05/24/2023
By Parisa Hajibabaee
Ph.D. in Computer Science Candidate: Parisa Hajibabaee
Defense Date: Wednesday, June 07, 2023
Time: 10 to 11:30 a.m. EST
Location: This will be a virtual defense via Zoom
Committee Members:
Reza Ahmadzadeh (co-advisor), Ph.D., Assistant Professor, Computer Science, UMass Lowell
Farhad Pourkamali-Anaraki (co-advisor), Ph.D., Assistant Professor, Department of Mathematical and Statistical Sciences, University of Colorado Denver
Scott Stapleton, Ph.D., Associate Professor, Mechanical Engineering, UMass Lowell
Mohammad Amin Hariri-Ardebili, Ph.D., Affiliated Research Associate, Engineering and Applied Science, University of Colorado Boulder
Abstract:
Recent years have witnessed an explosion in the volume and complexity of data, presenting significant challenges for researchers and practitioners across a wide range of fields. In response, machine learning algorithms have become increasingly important tools for analyzing and making sense of this data. The main focus of this dissertation is centered around the intersection of machine learning and engineering applications within three projects:
The first project investigates how to improve the landmark selection technique to produce accurate low-rank approximations of kernel matrices on high-dimensional imbalanced data sets. The proposed approach aims to find a concise set of exemplars or landmarks to reduce the number of similarity measure evaluations, while also regulating tradeoffs between the quality of landmarks and resource consumption.
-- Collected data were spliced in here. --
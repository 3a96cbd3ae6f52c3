//! hdecd — bridge daemon for Heidelberg Energy Control wallboxes.
//!
//! Serves the go-e compatible HTTP API described in the crate docs. On
//! shutdown every wallbox's remote watchdog is disabled (best-effort) so the
//! boxes keep charging while the bridge is away.

use std::path::PathBuf;
use std::sync::Arc;

use anyhow::Context;
use clap::Parser;
use tracing::{info, warn};

use hdec_bridge::{config, http, Fleet};

#[derive(Debug, Parser)]
#[command(
    name = "hdecd",
    version,
    about = "Modbus RTU to go-e compatible HTTP bridge for Heidelberg Energy Control wallboxes"
)]
struct Args {
    /// Path to the TOML configuration file.
    #[arg(short, long, default_value = "hdec-bridge.toml")]
    config: PathBuf,
}

async fn shutdown_signal() {
    if let Err(err) = tokio::signal::ctrl_c().await {
        warn!(error = %err, "cannot listen for shutdown signal");
    }
}

#[tokio::main]
async fn main() -> anyhow::Result<()> {
    let args = Args::parse();
    let cfg = config::load(&args.config)
        .with_context(|| format!("loading {}", args.config.display()))?;
    let _log_guard = config::init_logging(&cfg.logging)?;

    info!(
        device = %cfg.wallbox.device,
        instances = cfg.wallbox.instances,
        "starting wallbox bridge"
    );
    let fleet = Arc::new(Fleet::open(&cfg));
    let app = http::router(Arc::clone(&fleet), cfg.server.assets_dir.clone());

    let addr = format!("{}:{}", cfg.server.host, cfg.server.port);
    let listener = tokio::net::TcpListener::bind(&addr)
        .await
        .with_context(|| format!("binding {addr}"))?;
    info!(%addr, "listening; stop with ctrl-c");

    axum::serve(listener, app)
        .with_graceful_shutdown(shutdown_signal())
        .await
        .context("http server")?;

    // Best-effort: leave no box waiting on a master that is gone.
    for client_id in fleet.client_ids() {
        let mut wallbox = fleet.adapter(client_id).lock().await;
        if !wallbox.set_watchdog_timeout(0).await {
            warn!(client_id, "could not disable remote watchdog at shutdown");
        }
    }
    info!("server stopped");
    Ok(())
}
The second project addresses the challenge of effectively analyzing high-dimensional scientific data with class imbalance by combining dimensionality reduction (DR) techniques and oversampling. DR techniques are crucial for feature extraction and data visualization in scientific and engineering applications. The proposed framework systematically investigates the integration of different DR techniques and oversampling for analyzing scientific data.
The third project focuses on improving uncertainty quantification in machine learning models, specifically in the domain of regression problems with high-dimensional, skew heavy-tailed data. The proposed non-conformity measure based on data-dependent weights enhances the efficiency and conditional coverage of prediction intervals in conformal prediction.
These research findings contribute to the advancement of the field and offer insights that can inform future research and practice in machine learning and engineering applications.